INFLUENCE OF CHRONIC NEUROGENIC PAIN ON DYNAMICS OF ENDOTHELIN-1 LEVEL AND COMPONENTS OF NO-SYSTEM DURING MELANOMA B16/F10 GROWTH

Abstract

Chronic neurogenic pain is a pathogenic factor triggering mechanisms of homeostasis disfunction. As chronic neurogenic pain has been found to affect the biological features of B16/F10 melanoma, the purpose of the study was to determine the levels of endothelin-1 and components of the NO-system in mice during the growth of transplantable B16/F10 melanoma with chronic pain. Methods. The study included 64 female mice. B16/F10 melanoma was transplanted under the skin of the back to animals of the main group 2 weeks after the sciatic nerve ligation. Levels of endothelin-1, NOS-2, NOS-3, L-arginine, citrulline, total nitrite, nitrotyrosine and ADMA were determined by ELISA in the intact skin and in tumor tissues. Results. The dynamics of the studied parameters in tumor growth with and without chronic pain was different. Increased levels of endothelin-1 in the skin and in tumor tissues, stably elevated levels of NO-synthases in the tumor and stably elevated ADMA levels with their decrease by week 3 of the growth were observed in the tumor growth with pain. Conclusions. Chronic pain can contribute to the development of the immune tolerance to tumor antigens in the skin.
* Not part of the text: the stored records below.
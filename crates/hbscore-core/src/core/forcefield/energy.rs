use super::params::HBondDatabase;
use super::types::{HBEvalTuple, Hybridization};
use crate::core::utils::geometry::{cos_dihedral_with_gradient, midpoint, unit_dot_with_gradient};
use nalgebra::{Point3, Vector3};

/// Largest H···A distance at which a hydrogen bond is evaluated.
pub const MAX_R: f64 = 3.0;
pub const MAX_R2: f64 = MAX_R * MAX_R;

/// Coordinates of the five atoms that define a hydrogen bond.
///
/// For sp3 acceptors `base2` is ignored; for ring acceptors the acceptor is
/// oriented by the midpoint of `base` and `base2`.
#[derive(Debug, Clone, Copy)]
pub struct HBondGeometry {
    pub donor: Point3<f64>,
    pub hydrogen: Point3<f64>,
    pub acceptor: Point3<f64>,
    pub base: Point3<f64>,
    pub base2: Point3<f64>,
}

/// Gradient of the raw energy with respect to each of the five atoms.
#[derive(Debug, Clone, Copy, PartialEq)]
pub struct HBondGradient {
    pub donor: Vector3<f64>,
    pub hydrogen: Vector3<f64>,
    pub acceptor: Vector3<f64>,
    pub base: Vector3<f64>,
    pub base2: Vector3<f64>,
}

impl Default for HBondGradient {
    fn default() -> Self {
        Self {
            donor: Vector3::zeros(),
            hydrogen: Vector3::zeros(),
            acceptor: Vector3::zeros(),
            base: Vector3::zeros(),
            base2: Vector3::zeros(),
        }
    }
}

impl HBondGradient {
    pub fn scaled(&self, factor: f64) -> Self {
        Self {
            donor: self.donor * factor,
            hydrogen: self.hydrogen * factor,
            acceptor: self.acceptor * factor,
            base: self.base * factor,
            base2: self.base2 * factor,
        }
    }
}

/// Raw (unweighted) hydrogen-bond energy.
pub fn hb_energy(database: &HBondDatabase, tuple: &HBEvalTuple, geometry: &HBondGeometry) -> f64 {
    hb_energy_deriv(database, tuple, geometry, false).0
}

/// Raw hydrogen-bond energy and, when `evaluate_gradient` is set, its gradient.
///
/// `E = P_r(r) + F(r) * (P_ahd(x_d) + P_bah(x_h) + P_chi)` with
/// `x_d = û(H - D)·û(A - H)`, `x_h = û(A - B)·û(H - A)` and, for sp2
/// acceptors, `P_chi = amplitude * (1 - cos²χ)` over the dihedral B2-B-A-H.
/// Degenerate geometries (coincident atoms) produce no bond.
pub fn hb_energy_deriv(
    database: &HBondDatabase,
    tuple: &HBEvalTuple,
    geometry: &HBondGeometry,
    evaluate_gradient: bool,
) -> (f64, Option<HBondGradient>) {
    let params = database.params(tuple);
    let hybridization = tuple.acc_hybridization();

    let d = &geometry.donor;
    let h = &geometry.hydrogen;
    let a = &geometry.acceptor;
    let b = match hybridization {
        Hybridization::Ring => midpoint(&geometry.base, &geometry.base2),
        _ => geometry.base,
    };

    let ha = a - h;
    let r = ha.norm();
    if r > MAX_R || r < 1e-10 {
        return (0.0, None);
    }

    let Some(xd) = unit_dot_with_gradient(&(h - d), &ha) else {
        return (0.0, None);
    };
    let Some(xh) = unit_dot_with_gradient(&(a - b), &(h - a)) else {
        return (0.0, None);
    };

    let (e_r, de_r) = params.distance.value_deriv(r);
    let (fade, dfade) = params.fade.value_deriv(r);
    let (e_xd, de_xd) = params.cos_ahd.value_deriv(xd.cos);
    let (e_xh, de_xh) = params.cos_bah.value_deriv(xh.cos);

    let chi = if hybridization == Hybridization::Sp2 && params.chi_amplitude != 0.0 {
        cos_dihedral_with_gradient(&geometry.base2, &b, a, h)
    } else {
        None
    };
    let (e_chi, de_chi) = match &chi {
        Some(cd) => (
            params.chi_amplitude * (1.0 - cd.cos * cd.cos),
            -2.0 * params.chi_amplitude * cd.cos,
        ),
        None => (0.0, 0.0),
    };

    let angular = e_xd + e_xh + e_chi;
    let energy = e_r + fade * angular;

    if !evaluate_gradient {
        return (energy, None);
    }

    let mut grad = HBondGradient::default();

    // Distance terms act along H->A.
    let r_hat = ha / r;
    let de_dr = de_r + dfade * angular;
    grad.acceptor += r_hat * de_dr;
    grad.hydrogen -= r_hat * de_dr;

    // x_d: first vector H - D, second A - H.
    let wd = fade * de_xd;
    grad.donor -= xd.d_first * wd;
    grad.hydrogen += (xd.d_first - xd.d_second) * wd;
    grad.acceptor += xd.d_second * wd;

    // x_h: first vector A - B, second H - A.
    let wh = fade * de_xh;
    let mut grad_b = -xh.d_first * wh;
    grad.acceptor += (xh.d_first - xh.d_second) * wh;
    grad.hydrogen += xh.d_second * wh;

    if let Some(cd) = &chi {
        let wc = fade * de_chi;
        grad.base2 += cd.gradients[0] * wc;
        grad_b += cd.gradients[1] * wc;
        grad.acceptor += cd.gradients[2] * wc;
        grad.hydrogen += cd.gradients[3] * wc;
    }

    match hybridization {
        Hybridization::Ring => {
            grad.base += grad_b * 0.5;
            grad.base2 += grad_b * 0.5;
        }
        _ => grad.base += grad_b,
    }

    (energy, Some(grad))
}

#[cfg(test)]
mod tests {
    use super::*;
    use crate::core::forcefield::types::{HBAccChemType, HBDonChemType};

    fn database() -> HBondDatabase {
        HBondDatabase::standard().unwrap()
    }

    fn bb_tuple(sep: isize) -> HBEvalTuple {
        HBEvalTuple::classify(HBDonChemType::Pba, true, HBAccChemType::Pba, true, sep, true)
    }

    /// Linear N-H···O=C with H···O = `r` and a planar acceptor.
    fn linear_geometry(r: f64) -> HBondGeometry {
        HBondGeometry {
            donor: Point3::new(-1.01, 0.0, 0.0),
            hydrogen: Point3::new(0.0, 0.0, 0.0),
            acceptor: Point3::new(r, 0.0, 0.0),
            base: Point3::new(r + 1.23, 0.0, 0.0),
            base2: Point3::new(r + 1.9, 1.2, 0.0),
        }
    }

    fn bent_geometry() -> HBondGeometry {
        HBondGeometry {
            donor: Point3::new(-0.95, 0.3, 0.1),
            hydrogen: Point3::new(0.0, 0.0, 0.0),
            acceptor: Point3::new(2.05, 0.25, -0.15),
            base: Point3::new(3.1, 0.9, 0.2),
            base2: Point3::new(3.4, 2.2, 0.9),
        }
    }

    #[test]
    fn canonical_linear_backbone_bond_is_at_the_well_minimum() {
        let e = hb_energy(&database(), &bb_tuple(4), &linear_geometry(1.9));
        assert!((e + 1.0).abs() < 1e-3, "energy was {e}");
    }

    #[test]
    fn energy_vanishes_at_and_beyond_cutoff() {
        let db = database();
        assert!(hb_energy(&db, &bb_tuple(4), &linear_geometry(3.0)).abs() < 1e-3);
        assert_eq!(hb_energy(&db, &bb_tuple(4), &linear_geometry(3.2)), 0.0);
    }

    #[test]
    fn bent_geometry_is_less_favorable_than_linear() {
        let db = database();
        let linear = hb_energy(&db, &bb_tuple(8), &linear_geometry(2.05));
        let bent = hb_energy(&db, &bb_tuple(8), &bent_geometry());
        assert!(bent > linear);
    }

    fn check_gradient(tuple: HBEvalTuple, geometry: HBondGeometry) {
        let db = database();
        let (_, grad) = hb_energy_deriv(&db, &tuple, &geometry, true);
        let grad = grad.unwrap();
        let analytic = [grad.donor, grad.hydrogen, grad.acceptor, grad.base, grad.base2];
        let step = 1e-6;
        for (slot, expected) in analytic.iter().enumerate() {
            for k in 0..3 {
                let shifted = |delta: f64| {
                    let mut g = geometry;
                    let p = match slot {
                        0 => &mut g.donor,
                        1 => &mut g.hydrogen,
                        2 => &mut g.acceptor,
                        3 => &mut g.base,
                        _ => &mut g.base2,
                    };
                    p[k] += delta;
                    hb_energy(&db, &tuple, &g)
                };
                let numeric = (shifted(step) - shifted(-step)) / (2.0 * step);
                let tolerance = 1e-4 * numeric.abs().max(1.0);
                assert!(
                    (expected[k] - numeric).abs() < tolerance,
                    "slot {slot} axis {k}: analytic {} vs numeric {numeric}",
                    expected[k]
                );
            }
        }
    }

    #[test]
    fn sp2_gradient_matches_finite_differences() {
        check_gradient(bb_tuple(8), bent_geometry());
    }

    #[test]
    fn sp3_gradient_matches_finite_differences() {
        let tuple =
            HBEvalTuple::classify(HBDonChemType::Amo, false, HBAccChemType::Ahx, false, 7, true);
        check_gradient(tuple, bent_geometry());
    }

    #[test]
    fn ring_gradient_matches_finite_differences() {
        let tuple =
            HBEvalTuple::classify(HBDonChemType::Ahx, false, HBAccChemType::Imd, false, 7, true);
        check_gradient(tuple, bent_geometry());
    }
}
Conditions are formed that both facilitate the survival of tumor cells and contribute to the further development of melanoma. The dynamics of activity of endothelin-1 and NO systems can promote stimulation of the epithelial-mesenchymal transition, enhance tumor invasion and hemangio- and lymphangiogenesis. Changes in the ADMA inhibitor levels in the tumor growth with chronic pain may indicate a more subtle control of the NO level providing increased melanoma invasiveness.